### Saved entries
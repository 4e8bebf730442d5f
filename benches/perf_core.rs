use criterion::{black_box, criterion_group, criterion_main, Criterion};
use nightmend::diff::{apply_file_patch, PatchSet};
use nightmend::failure;
use nightmend::learning::LearningStore;

fn synthetic_pytest_output(failures: usize) -> String {
    let mut out = String::with_capacity(failures * 120);
    out.push_str("============================= test session starts ==============================\n");
    for i in 0..failures {
        out.push_str(&format!("tests/test_mod_{:03}.py::test_case_{} PASSED\n", i % 50, i));
    }
    out.push_str("=========================== short test summary info ============================\n");
    for i in 0..failures {
        out.push_str(&format!(
            "FAILED tests/test_mod_{:03}.py::test_case_{} - AssertionError: assert {} != {}\n",
            i % 50,
            i,
            i,
            i + 1
        ));
    }
    out.push_str(&format!("==== {} failed, {} passed in 1.23s ====\n", failures, failures));
    out
}

fn bench_parse_failures(c: &mut Criterion) {
    let output = synthetic_pytest_output(2_000);
    c.bench_function("parse_pytest_output_2k", |b| {
        b.iter(|| {
            let records = failure::parse(black_box(&output));
            black_box(records.len());
        });
    });
}

fn bench_apply_diff(c: &mut Criterion) {
    let original: String = (0..5_000).map(|i| format!("line_{i} = {i}\n")).collect();
    let mut diff = String::from("--- a/big.py\n+++ b/big.py\n");
    for i in (100..4_900).step_by(400) {
        diff.push_str(&format!(
            "@@ -{start},3 +{start},3 @@\n line_{a} = {a}\n-line_{b} = {b}\n+line_{b} = {b} + 1\n line_{c} = {c}\n",
            start = i + 1,
            a = i,
            b = i + 1,
            c = i + 2
        ));
    }
    let set = PatchSet::parse(&diff).expect("synthetic diff should parse");

    c.bench_function("apply_file_patch_5k_lines", |b| {
        b.iter(|| {
            let patched = apply_file_patch(black_box(&original), &set.files[0]).expect("apply");
            black_box(patched.len());
        });
    });
}

fn bench_learning_lookup(c: &mut Criterion) {
    let temp = tempfile::tempdir().expect("tempdir");
    let mut store = LearningStore::empty(temp.path().join("learned.json"));
    for i in 0..500 {
        store
            .store(format!("ValueError: bad value {i}"), "AI patch applied")
            .expect("store");
    }

    c.bench_function("learning_lookup_miss_500", |b| {
        b.iter(|| black_box(store.lookup(black_box("KeyError: 'missing'")).is_none()));
    });
}

criterion_group!(perf_core, bench_parse_failures, bench_apply_diff, bench_learning_lookup);
criterion_main!(perf_core);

### How to complete this task
In the records above, find the line containing "let mut out" and restate word for word every line from the first through that one.

### The answer
repository 4e8bebf730442d5f
filename benches/perf_core.rs
use criterion::{black_box, criterion_group, criterion_main, Criterion};
use nightmend::diff::{apply_file_patch, PatchSet};
use nightmend::failure;
use nightmend::learning::LearningStore;

fn synthetic_pytest_output(failures: usize) -> String {
    let mut out = String::with_capacity(failures * 120);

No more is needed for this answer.